CtrlK
BlogDocsLog inGet started
Tessl Logo

tessl/pypi-jsondiff

Diff JSON and JSON-like structures in Python with multiple syntax support and bidirectional patching

Pending
Overview
Eval results
Files

core-operations.mddocs/

Core Operations

Primary functions for computing differences and measuring similarity between JSON structures. These form the main public API of the jsondiff library and provide convenient access to the underlying JsonDiffer functionality.

Capabilities

Difference Computation

Computes the difference between two JSON structures using a specified JsonDiffer class and returns the diff in the configured format.
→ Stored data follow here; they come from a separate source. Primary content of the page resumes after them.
//! Key management waiters built on cloudwait
//!
//! Adapters that turn the service's eventually-consistent key, key store
//! and grant reads into dependable waits. The service itself sits behind
//! [`KeyManagementApi`], so any SDK client (or a test double) can drive
//! them.
//!
//! # Example
//!
//! ```ignore
//! use cloudwait_kms::{find_key, wait_key_policy_propagated};
//!
//! let settings = cloudwait_config::load()?;
//! client.put_key_policy(&key_id, &policy).await?;
//! wait_key_policy_propagated(&client, &settings, &key_id, &policy).await?;
//!
//! let key = find_key(&client, &settings, &key_id, false).await?;
//! ```

pub mod api;
pub mod custom_key_store;
pub mod error;
pub mod grant;
pub mod policy;
pub mod wait;

pub use api::{
    ApiResult, ConnectionState, CreateGrantInput, CustomKeyStore, Grant, GrantListEntry,
    KeyManagementApi, KeyMetadata, KeyState, NOT_FOUND_CODE,
};
pub use custom_key_store::{
    CUSTOM_KEY_STORE_GATE, connect_custom_key_store, disconnect_custom_key_store,
    wait_custom_key_store_connected, wait_custom_key_store_disconnected,
};
pub use error::{KmsError, Result};
pub use grant::{create_grant, find_grant_with_retry, wait_grant_revoked};
pub use policy::policies_are_equivalent;
pub use wait::*;
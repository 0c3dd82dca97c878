use thiserror::Error;

#[derive(Error, Debug)]
pub enum ConfigError {
    #[error("Config directory not found")]
    ConfigDirNotFound,

    #[error(
        "Config file not found. Looked in:\n\
        - CLOUDWAIT_CONFIG_PATH environment variable\n\
        - current directory: cloudwait.local.yaml, cloudwait.yaml\n\
        - ~/.config/cloudwait/config.yaml"
    )]
    ConfigFileNotFound,

    #[error("Invalid setting `{field}`: {reason}")]
    Invalid { field: String, reason: String },

    #[error("YAML error: {0}")]
    Yaml(#[from] serde_yaml::Error),

    #[error("IO error: {0}")]
    Io(#[from] std::io::Error),
}

impl ConfigError {
    pub fn invalid(field: impl Into<String>, reason: impl Into<String>) -> Self {
        ConfigError::Invalid {
            field: field.into(),
            reason: reason.into(),
        }
    }
}

pub type Result<T> = std::result::Result<T, ConfigError>;
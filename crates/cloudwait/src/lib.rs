//! cloudwait: convergence engine for eventually-consistent cloud APIs
//!
//! Every "wait for propagation", "retry while a dependency is not ready"
//! and "poll until the state reaches the target" step of a cloud resource
//! adapter goes through this crate.
//!
//! # Architecture
//!
//! ```text
//! ┌─────────────────────────────────────────────────┐
//! │              resource CRUD layer                 │
//! │   (create key, put policy, revoke grant, ...)    │
//! └──────────┬───────────────────────┬──────────────┘
//!            │ mutation              │ read-back
//! ┌──────────▼──────────┐ ┌──────────▼──────────────┐
//! │      RetryLoop      │ │   ConvergenceWaiter      │
//! │  retry transient    │ │  poll Prober until N     │
//! │  errors to deadline │ │  consecutive targets     │
//! └──────────┬──────────┘ └──────────┬──────────────┘
//!            │                       │
//! ┌──────────▼───────────────────────▼──────────────┐
//! │  ErrorClassifier · Backoff · WaitError sentinels │
//! └─────────────────────────────────────────────────┘
//! ```
//!
//! # Example
//!
//! ```ignore
//! use cloudwait::{Observation, WaitSpec, wait_for_state};
//! use std::time::Duration;
//!
//! let spec = WaitSpec::new(Duration::from_secs(600))
//!     .pending(["different"])
//!     .target(["matches"])
//!     .continuous_target_occurrence(5)
//!     .min_poll_interval(Duration::from_secs(2));
//!
//! let policy = wait_for_state(spec, || async {
//!     let policy = client.get_key_policy(&key_id).await?;
//!     let status = if equivalent(&policy, &desired) { "matches" } else { "different" };
//!     Ok(Observation::new(policy, status))
//! })
//! .await?;
//! ```

pub mod backoff;
pub mod classify;
pub mod error;
mod pause;
pub mod retry;
pub mod semaphore;
pub mod waiter;

// Re-exports
pub use backoff::Backoff;
pub use classify::{
    AnyOf, ErrorClassifier, ErrorCodeMatcher, Never, NotFoundClassifier, RemoteError, never,
    retry_on_code_message, retry_on_codes, retry_on_not_found,
};
pub use error::{ApiError, NotFoundError, Result, TimedOutError, UnexpectedStateError, WaitError};
pub use retry::{
    RetryLoop, retry_until_not_found, retry_when, retry_when_code_equals,
    retry_when_new_resource_not_found, retry_when_not_found,
};
pub use semaphore::{SemaphoreRegistry, capacity_from_env};
pub use tokio_util::sync::CancellationToken;
pub use waiter::{
    ConvergenceWaiter, DEFAULT_NOT_FOUND_CHECKS, NotFoundPolicy, Observation, ProbeResult, Prober,
    WaitPhase, WaitSpec, wait_for_state, wait_until,
};
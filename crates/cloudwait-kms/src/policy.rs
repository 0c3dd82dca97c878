//! Key policy comparison
//!
//! The service may return a policy with reordered keys, a lone statement
//! instead of a one-element list, or list members in a different order.
//! Two documents are equivalent when they are equal after normalization.

use serde_json::Value;

/// Parse and normalize a policy document
pub fn normalize_policy(document: &str) -> serde_json::Result<Value> {
    let value: Value = serde_json::from_str(document)?;
    Ok(normalize(value))
}

/// Whether two policy documents grant the same thing
pub fn policies_are_equivalent(a: &str, b: &str) -> serde_json::Result<bool> {
    Ok(normalize_policy(a)? == normalize_policy(b)?)
}

fn normalize(value: Value) -> Value {
    match value {
        Value::Array(items) => {
            let mut items: Vec<Value> = items.into_iter().map(normalize).collect();
            items.sort_by_cached_key(|item| item.to_string());
            items.dedup();
            if items.len() == 1 {
                return items.remove(0);
            }
            Value::Array(items)
        }
        Value::Object(map) => Value::Object(
            map.into_iter()
                .map(|(key, value)| (key, normalize(value)))
                .collect(),
        ),
        other => other,
    }
}

#[cfg(test)]
mod tests {
    use super::*;

    const POLICY: &str = r#"{
        "Version": "2012-10-17",
        "Statement": [{
            "Sid": "Enable IAM User Permissions",
            "Effect": "Allow",
            "Principal": {"AWS": "arn:aws:iam::111122223333:root"},
            "Action": ["kms:Decrypt", "kms:Encrypt"],
            "Resource": "*"
        }]
    }"#;

    #[test]
    fn test_key_order_and_whitespace_ignored() {
        let reordered = r#"{"Statement":[{"Resource":"*","Action":["kms:Decrypt","kms:Encrypt"],
            "Principal":{"AWS":"arn:aws:iam::111122223333:root"},"Effect":"Allow",
            "Sid":"Enable IAM User Permissions"}],"Version":"2012-10-17"}"#;
        assert!(policies_are_equivalent(POLICY, reordered).unwrap());
    }

    #[test]
    fn test_single_statement_and_list_order() {
        let flattened = r#"{
            "Version": "2012-10-17",
            "Statement": {
                "Sid": "Enable IAM User Permissions",
                "Effect": "Allow",
                "Principal": {"AWS": ["arn:aws:iam::111122223333:root"]},
                "Action": ["kms:Encrypt", "kms:Decrypt"],
                "Resource": ["*"]
            }
        }"#;
        assert!(policies_are_equivalent(POLICY, flattened).unwrap());
    }

    #[test]
    fn test_different_actions() {
        let narrower = POLICY.replace(r#"["kms:Decrypt", "kms:Encrypt"]"#, r#""kms:Decrypt""#);
        assert!(!policies_are_equivalent(POLICY, &narrower).unwrap());
    }

    #[test]
    fn test_duplicate_members_collapse() {
        let repeated = POLICY.replace(
            r#"["kms:Decrypt", "kms:Encrypt"]"#,
            r#"["kms:Decrypt", "kms:Decrypt"]"#,
        );
        let single = POLICY.replace(r#"["kms:Decrypt", "kms:Encrypt"]"#, r#""kms:Decrypt""#);
        assert!(policies_are_equivalent(&repeated, &single).unwrap());
    }

    #[test]
    fn test_invalid_json() {
        assert!(policies_are_equivalent(POLICY, "{not json").is_err());
    }
}
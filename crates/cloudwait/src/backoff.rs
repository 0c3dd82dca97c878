//! Delay schedules between attempts

use std::time::Duration;

/// Upper bound for any computed step, mirroring the refresh helper cloud
/// providers have long used.
pub const MAX_STEP: Duration = Duration::from_secs(10);

/// First step of the polling schedule before `min_poll_interval` is applied
pub const INITIAL_POLL_STEP: Duration = Duration::from_millis(100);

/// Backoff configuration for retrying a mutating call
#[derive(Debug, Clone, Copy, PartialEq)]
pub struct Backoff {
    /// Delay after the first failure
    pub initial_delay: Duration,

    /// Delay never grows past this
    pub max_delay: Duration,

    /// Growth factor; `1.0` gives a fixed interval
    pub multiplier: f64,
}

impl Default for Backoff {
    fn default() -> Self {
        Self {
            initial_delay: Duration::from_millis(500),
            max_delay: MAX_STEP,
            multiplier: 2.0,
        }
    }
}

impl Backoff {
    /// Capped exponential backoff
    pub fn exponential(initial_delay: Duration, max_delay: Duration) -> Self {
        Self {
            initial_delay,
            max_delay,
            multiplier: 2.0,
        }
    }

    /// The same delay between every attempt
    pub fn fixed(delay: Duration) -> Self {
        Self {
            initial_delay: delay,
            max_delay: delay,
            multiplier: 1.0,
        }
    }

    /// Delay after the `attempt`-th failure (0-based)
    pub fn delay_for_attempt(&self, attempt: u32) -> Duration {
        let factor = self.multiplier.max(1.0).powi(attempt.min(i32::MAX as u32) as i32);
        let delay = self.initial_delay.as_secs_f64() * factor;
        if !delay.is_finite() || delay >= self.max_delay.as_secs_f64() {
            return self.max_delay.max(self.initial_delay);
        }
        Duration::from_secs_f64(delay)
    }
}

/// Sleep schedule for state polling
///
/// Without a fixed `poll_interval` the step starts at 100ms, is floored at
/// `min_poll_interval`, capped at 10s, and doubles after every sleep. The
/// floor always wins over the cap.
#[derive(Debug, Clone)]
pub(crate) struct PollSchedule {
    min_poll_interval: Duration,
    poll_interval: Option<Duration>,
    step: Duration,
}

impl PollSchedule {
    pub(crate) fn new(min_poll_interval: Duration, poll_interval: Option<Duration>) -> Self {
        Self {
            min_poll_interval,
            poll_interval,
            step: INITIAL_POLL_STEP,
        }
    }

    /// Next sleep, before clamping to the time remaining
    pub(crate) fn next_step(&mut self) -> Duration {
        if let Some(interval) = self.poll_interval {
            return interval.max(self.min_poll_interval);
        }
        let step = self.step.min(MAX_STEP).max(self.min_poll_interval);
        self.step = step.saturating_mul(2);
        step
    }
}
def diff(a, b, fp=None, cls=JsonDiffer, **kwargs):
    """
    Computes the difference between two JSON structures.
    
    Parameters:
    - a: The original JSON structure (dict, list, set, tuple, or primitive)
    - b: The modified JSON structure (dict, list, set, tuple, or primitive)
    - fp: Optional file pointer to dump the diff to
    - cls: The JsonDiffer class or subclass to use (default: JsonDiffer)
    - **kwargs: Additional keyword arguments for JsonDiffer constructor
      - syntax: 'compact', 'symmetric', 'explicit', 'rightonly' (default: 'compact')
      - load: bool, auto-load JSON from strings/files (default: False)
      - dump: bool, auto-dump output to JSON (default: False)
      - marshal: bool, marshal diffs for safe serialization (default: False)
    
    Returns:
    dict: The computed diff structure
    
    Note: For exclude_paths functionality, use JsonDiffer.diff() method directly
    """

Usage Examples:

from jsondiff import diff, JsonDiffer
from jsondiff.symbols import delete, insert

# Dictionary differences
original = {'name': 'Alice', 'age': 30, 'city': 'NYC'}
modified = {'name': 'Alice', 'age': 31, 'city': 'Boston', 'country': 'USA'}

result = diff(original, modified)
# Result: {'age': 31, 'city': 'Boston', 'country': 'USA'}

# With explicit syntax for clarity
result = diff(original, modified, syntax='explicit')
# Result: {insert: {'country': 'USA'}, update: {'age': 31, 'city': 'Boston'}}

# List differences
list1 = ['apple', 'banana', 'cherry']
list2 = ['apple', 'blueberry', 'cherry', 'date']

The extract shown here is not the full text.